**Requirement**
These records need to be repeated exactly, every one of them.

[Extracted data entries]
*-*-*

// Copyright (c) 2025 Geoffrey Huntley <ghuntley@ghuntley.com>. All rights reserved.
// SPDX-License-Identifier: Proprietary

//! Keyed, reference-counted connection pool.

use std::collections::HashMap;
use std::ops::Deref;
use std::sync::Arc;

use async_trait::async_trait;
use parking_lot::Mutex;
use tracing::{debug, instrument};

use crate::client::SshClient;
use crate::error::Result;
use crate::openssh::{OpenSshClient, SshOptions};

/// Cache of live connections keyed by device address.
///
/// Checkouts are shared, not exclusive: two callers asking for the same
/// address receive the same connection.
#[async_trait]
pub trait ConnectionPool: Send + Sync {
	/// Check out a connection to `address`, opening one if needed.
	async fn get(&self, address: &str) -> Result<Arc<dyn SshClient>>;

	/// Return a connection previously obtained from [`ConnectionPool::get`].
	fn put(&self, address: &str, conn: Arc<dyn SshClient>);
}

/// A connection checked out of a pool for the duration of a scope.
///
/// The connection goes back to the pool when this value is dropped, on
/// every exit path.
pub struct PooledConnection {
	pool: Arc<dyn ConnectionPool>,
	address: String,
	conn: Arc<dyn SshClient>,
}

impl PooledConnection {
	/// Check out and connect.
	pub async fn checkout(pool: Arc<dyn ConnectionPool>, address: &str) -> Result<Self> {
		let conn = pool.get(address).await?;
		let guard = Self {
			pool,
			address: address.to_string(),
			conn,
		};
		guard.connect().await?;
		Ok(guard)
	}

	pub fn address(&self) -> &str {
		&self.address
	}

	/// Shared handle to the underlying connection.
	pub fn client(&self) -> Arc<dyn SshClient> {
		Arc::clone(&self.conn)
	}
}

impl Deref for PooledConnection {
	type Target = dyn SshClient;

	fn deref(&self) -> &Self::Target {
		self.conn.as_ref()
	}
}

impl Drop for PooledConnection {
	fn drop(&mut self) {
		self.pool.put(&self.address, Arc::clone(&self.conn));
	}
}

struct PoolEntry {
	client: Arc<OpenSshClient>,
	refs: usize,
}

/// [`ConnectionPool`] over multiplexed OpenSSH connections.
pub struct SshPool {
	options: SshOptions,
	entries: Mutex<HashMap<String, PoolEntry>>,
}

impl SshPool {
	pub fn new(options: SshOptions) -> Self {
		Self {
			options,
			entries: Mutex::new(HashMap::new()),
		}
	}

	/// Number of outstanding checkouts for `address`.
	pub fn checkouts(&self, address: &str) -> usize {
		self.entries.lock().get(address).map_or(0, |e| e.refs)
	}

	/// Number of addresses with a cached connection.
	pub fn len(&self) -> usize {
		self.entries.lock().len()
	}

	pub fn is_empty(&self) -> bool {
		self.entries.lock().is_empty()
	}
}

#[async_trait]
impl ConnectionPool for SshPool {
	#[instrument(skip(self))]
	async fn get(&self, address: &str) -> Result<Arc<dyn SshClient>> {
		let mut entries = self.entries.lock();
		if let Some(entry) = entries.get_mut(address) {
			entry.refs += 1;
			return Ok(entry.client.clone() as Arc<dyn SshClient>);
		}

		debug!(address, "opening new pooled connection");
		let client = Arc::new(OpenSshClient::new(address, self.options.clone())?);
		entries.insert(
			address.to_string(),
			PoolEntry {
				client: Arc::clone(&client),
				refs: 1,
			},
		);
		Ok(client as Arc<dyn SshClient>)
	}

	/// The last checkout of an address evicts its entry. The OpenSSH control
	/// master outlives it for `control_persist`, so a prompt re-checkout still
	/// reuses the multiplexed session.
	fn put(&self, address: &str, _conn: Arc<dyn SshClient>) {
		let mut entries = self.entries.lock();
		let Some(entry) = entries.get_mut(address) else {
			return;
		};
		entry.refs = entry.refs.saturating_sub(1);
		if entry.refs == 0 {
			entries.remove(address);
			debug!(address, "evicted idle pooled connection");
		}
	}
}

*-*-*

**Problem solution**
// Copyright (c) 2025 Geoffrey Huntley <ghuntley@ghuntley.com>. All rights reserved.
// SPDX-License-Identifier: Proprietary

//! Keyed, reference-counted connection pool.

use std::collections::HashMap;
use std::ops::Deref;
use std::sync::Arc;

use async_trait::async_trait;
use parking_lot::Mutex;
use tracing::{debug, instrument};

use crate::client::SshClient;
use crate::error::Result;
use crate::openssh::{OpenSshClient, SshOptions};

/// Cache of live connections keyed by device address.
///
/// Checkouts are shared, not exclusive: two callers asking for the same
/// address receive the same connection.
#[async_trait]
pub trait ConnectionPool: Send + Sync {
	/// Check out a connection to `address`, opening one if needed.
	async fn get(&self, address: &str) -> Result<Arc<dyn SshClient>>;

	/// Return a connection previously obtained from [`ConnectionPool::get`].
	fn put(&self, address: &str, conn: Arc<dyn SshClient>);
}

/// A connection checked out of a pool for the duration of a scope.
///
/// The connection goes back to the pool when this value is dropped, on
/// every exit path.
pub struct PooledConnection {
	pool: Arc<dyn ConnectionPool>,
	address: String,
	conn: Arc<dyn SshClient>,
}

impl PooledConnection {
	/// Check out and connect.
	pub async fn checkout(pool: Arc<dyn ConnectionPool>, address: &str) -> Result<Self> {
		let conn = pool.get(address).await?;
		let guard = Self {
			pool,
			address: address.to_string(),
			conn,
		};
		guard.connect().await?;
		Ok(guard)
	}

	pub fn address(&self) -> &str {
		&self.address
	}

	/// Shared handle to the underlying connection.
	pub fn client(&self) -> Arc<dyn SshClient> {
		Arc::clone(&self.conn)
	}
}

impl Deref for PooledConnection {
	type Target = dyn SshClient;

	fn deref(&self) -> &Self::Target {
		self.conn.as_ref()
	}
}

impl Drop for PooledConnection {
	fn drop(&mut self) {
		self.pool.put(&self.address, Arc::clone(&self.conn));
	}
}

struct PoolEntry {
	client: Arc<OpenSshClient>,
	refs: usize,
}

/// [`ConnectionPool`] over multiplexed OpenSSH connections.
pub struct SshPool {
	options: SshOptions,
	entries: Mutex<HashMap<String, PoolEntry>>,
}

impl SshPool {
	pub fn new(options: SshOptions) -> Self {
		Self {
			options,
			entries: Mutex::new(HashMap::new()),
		}
	}

	/// Number of outstanding checkouts for `address`.
	pub fn checkouts(&self, address: &str) -> usize {
		self.entries.lock().get(address).map_or(0, |e| e.refs)
	}

	/// Number of addresses with a cached connection.
	pub fn len(&self) -> usize {
		self.entries.lock().len()
	}

	pub fn is_empty(&self) -> bool {
		self.entries.lock().is_empty()
	}
}

#[async_trait]
impl ConnectionPool for SshPool {
	#[instrument(skip(self))]
	async fn get(&self, address: &str) -> Result<Arc<dyn SshClient>> {
		let mut entries = self.entries.lock();
		if let Some(entry) = entries.get_mut(address) {
			entry.refs += 1;
			return Ok(entry.client.clone() as Arc<dyn SshClient>);
		}

		debug!(address, "opening new pooled connection");
		let client = Arc::new(OpenSshClient::new(address, self.options.clone())?);
		entries.insert(
			address.to_string(),
			PoolEntry {
				client: Arc::clone(&client),
				refs: 1,
			},
		);
		Ok(client as Arc<dyn SshClient>)
	}

	/// The last checkout of an address evicts its entry. The OpenSSH control
	/// master outlives it for `control_persist`, so a prompt re-checkout still
	/// reuses the multiplexed session.
	fn put(&self, address: &str, _conn: Arc<dyn SshClient>) {
		let mut entries = self.entries.lock();
		let Some(entry) = entries.get_mut(address) else {
			return;
		};
		entry.refs = entry.refs.saturating_sub(1);
		if entry.refs == 0 {
			entries.remove(address);
			debug!(address, "evicted idle pooled connection");
		}
	}
}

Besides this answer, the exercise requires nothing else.